In the United States, ‘payroll tax’ is a technical term, which refers specifically to federal social security (under the Federal Insurance Contributions Act, or ‘FICA’) and Medicare taxes. Part of this payroll tax is withheld from the employee’s gross salary or wages by the employer, while the other component is paid directly by the employer as a ‘matching amount’.

In addition to federal payroll taxes, US employers are responsible for federal income tax withholding and the payment of federal unemployment insurance tax. Furthermore, employers are often required to withhold state and local taxes, which may include state income tax, state disability insurance tax, and school district taxes.

The collective term for all taxes withheld by employers in the United States and submitted to tax authorities is ‘Employment taxes’.

Our payroll compliance checklist

We realize there is a lot to take in and we have therefore summarized this information into a payroll compliance checklist:

  • Determine classification (e.g., employee or not)
  • Complete I-9 and W-4
  • Add employee to payroll system (and assign a payroll ID number)
  • Set up payment method
  • Set up essential deductions
  • Report essential information to the tax department/department of labor
  • Report as required to the tax authorities
  • Regularly audit compliance.

Horizons — the global payroll compliance experts

Payroll compliance covers some of the most important regulatory and legal obligations placed on businesses. The importance of employees being paid correctly means that regulatory authorities are quick to clamp down on anyone who is in breach. 
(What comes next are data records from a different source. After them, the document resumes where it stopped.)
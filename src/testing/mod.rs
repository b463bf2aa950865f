//! In-memory stand-ins for the storage, email and object-store seams.

use std::collections::HashMap;
use std::sync::{Arc, Mutex};

use async_trait::async_trait;
use chrono::Utc;
use serde_json::Value;
use uuid::Uuid;

use crate::auth::Principal;
use crate::config::AppConfig;
use crate::database::models::{Role, User};
use crate::database::{Collection, Database, DatabaseError, RecordSource, Relation};
use crate::filter::QueryPlan;
use crate::services::{EmailError, EmailSender, ObjectStore, OutgoingEmail, StorageError};
use crate::state::AppState;

/// Record source over fixed rows. Supports string equality filters and paging only.
#[derive(Debug, Default, Clone)]
pub struct FakeSource {
    rows: HashMap<Collection, Vec<Value>>,
}

impl FakeSource {
    pub fn new() -> Self {
        Self::default()
    }

    pub fn with_rows(mut self, collection: Collection, rows: Vec<Value>) -> Self {
        self.rows.entry(collection).or_default().extend(rows);
        self
    }

    fn matching(&self, collection: Collection, plan: &QueryPlan) -> Vec<Value> {
        let rows = self.rows.get(&collection).cloned().unwrap_or_default();
        let Some(filter) = plan.filter.as_object() else {
            return rows;
        };
        rows.into_iter()
            .filter(|row| {
                filter.iter().all(|(field, expected)| match expected {
                    Value::String(expected) => row.get(field).and_then(Value::as_str) == Some(expected.as_str()),
                    _ => true,
                })
            })
            .collect()
    }
}

#[async_trait]
impl RecordSource for FakeSource {
    async fn count(&self, collection: Collection, plan: &QueryPlan) -> Result<u64, DatabaseError> {
        Ok(self.matching(collection, plan).len() as u64)
    }

    async fn find(&self, collection: Collection, plan: &QueryPlan) -> Result<Vec<Value>, DatabaseError> {
        Ok(self
            .matching(collection, plan)
            .into_iter()
            .skip(plan.skip as usize)
            .take(plan.limit as usize)
            .collect())
    }

    async fn populate(&self, relation: Relation, records: &mut [Value]) -> Result<(), DatabaseError> {
        let related = self.rows.get(&relation.target()).cloned().unwrap_or_default();
        relation.attach(records, related);
        Ok(())
    }
}

pub fn user(role: Role) -> User {
    User {
        id: Uuid::new_v4(),
        name: format!("{} user", role),
        email: format!("{}@example.com", Uuid::new_v4().simple()),
        role: role.as_str().to_string(),
        password: String::new(),
        reset_password_token: None,
        reset_password_expire: None,
        created_at: Utc::now(),
    }
}

pub fn principal(role: Role) -> Principal {
    Principal::from(user(role))
}

/// Email sender that records instead of delivering.
#[derive(Debug, Default)]
pub struct RecordingMailer {
    pub sent: Mutex<Vec<OutgoingEmail>>,
}

#[async_trait]
impl EmailSender for RecordingMailer {
    async fn send(&self, email: OutgoingEmail) -> Result<(), EmailError> {
        if let Ok(mut sent) = self.sent.lock() {
            sent.push(email);
        }
        Ok(())
    }
}

/// Email sender whose deliveries always fail.
#[derive(Debug, Default)]
pub struct FailingMailer;

#[async_trait]
impl EmailSender for FailingMailer {
    async fn send(&self, _email: OutgoingEmail) -> Result<(), EmailError> {
        Err(EmailError::Send("connection refused".to_string()))
    }
}

/// A migrated connection to `DATABASE_URL`, or `None` when it is unset.
pub async fn live_database() -> Option<Database> {
    let _ = dotenvy::dotenv();
    if std::env::var("DATABASE_URL").map(|v| v.is_empty()).unwrap_or(true) {
        eprintln!("DATABASE_URL not set; skipping database test");
        return None;
    }
    let config = AppConfig::from_env();
    let db = Database::connect(&config.database).await.expect("connect to DATABASE_URL");
    db.migrate().await.expect("apply migrations");
    Some(db)
}

/// Object store that keeps blobs in a map keyed by URL.
#[derive(Debug, Default)]
pub struct MemoryStore {
    pub objects: Mutex<HashMap<String, Vec<u8>>>,
}

#[async_trait]
impl ObjectStore for MemoryStore {
    async fn put(&self, key: &str, _content_type: &str, bytes: Vec<u8>) -> Result<String, StorageError> {
        let url = format!("memory://{}", key);
        self.objects
            .lock()
            .map_err(|e| StorageError::Upload(e.to_string()))?
            .insert(url.clone(), bytes);
        Ok(url)
    }

    async fn delete(&self, url: &str) -> Result<(), StorageError> {
        self.objects
            .lock()
            .map_err(|e| StorageError::Delete(e.to_string()))?
            .remove(url)
            .map(|_| ())
            .ok_or_else(|| StorageError::Unmanaged(url.to_string()))
    }
}

/// State over a lazily connected pool that is never used unless a handler
/// reaches the database. Must be called inside a tokio runtime.
pub fn test_state() -> AppState {
    let config = AppConfig::development();
    let db = Database::connect_lazy(&config.database).expect("lazy pool");
    AppState::new(
        db,
        Arc::new(config),
        Arc::new(RecordingMailer::default()),
        Arc::new(MemoryStore::default()),
    )
}

#[cfg(test)]
mod tests {
    use super::*;
    use crate::filter::PageLimits;

    #[tokio::test]
    async fn memory_store_round_trip() {
        let store = MemoryStore::default();
        let url = store.put("reports/a.txt", "text/plain", b"hi".to_vec()).await.unwrap();
        store.delete(&url).await.unwrap();
        assert!(matches!(store.delete(&url).await, Err(StorageError::Unmanaged(_))));
    }

    #[tokio::test]
    async fn fake_source_filters_on_strings() {
        let source = FakeSource::new().with_rows(
            Collection::Incidents,
            vec![serde_json::json!({"status": "resolved"}), serde_json::json!({"status": "pending"})],
        );
        let plan = QueryPlan::from_query_string(Some("status=resolved"), PageLimits::default());
        assert_eq!(source.count(Collection::Incidents, &plan).await.unwrap(), 1);
    }
}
While we have expertise in US payroll compliance, here at Horizons, we have global payroll expertise and can ensure payroll compliance in any country in the world.

Frequently Asked Questions (FAQ)

When delivering payroll for your organization you must follow the payroll requirements as stipulated by both federal and state law. Each time you run payroll there are intricate IRS-determined procedures to be followed related to the withholding of a range of different taxes from your employee’s check — this is what it means to be payroll compliant. 

Payroll compliance legislation is important because the various underpinning laws ensure that employees are paid equitably and treated fairly. It also ensures that the government has the funds to support important social security programs like Medicare, retirement, disability benefits, survivors, and children.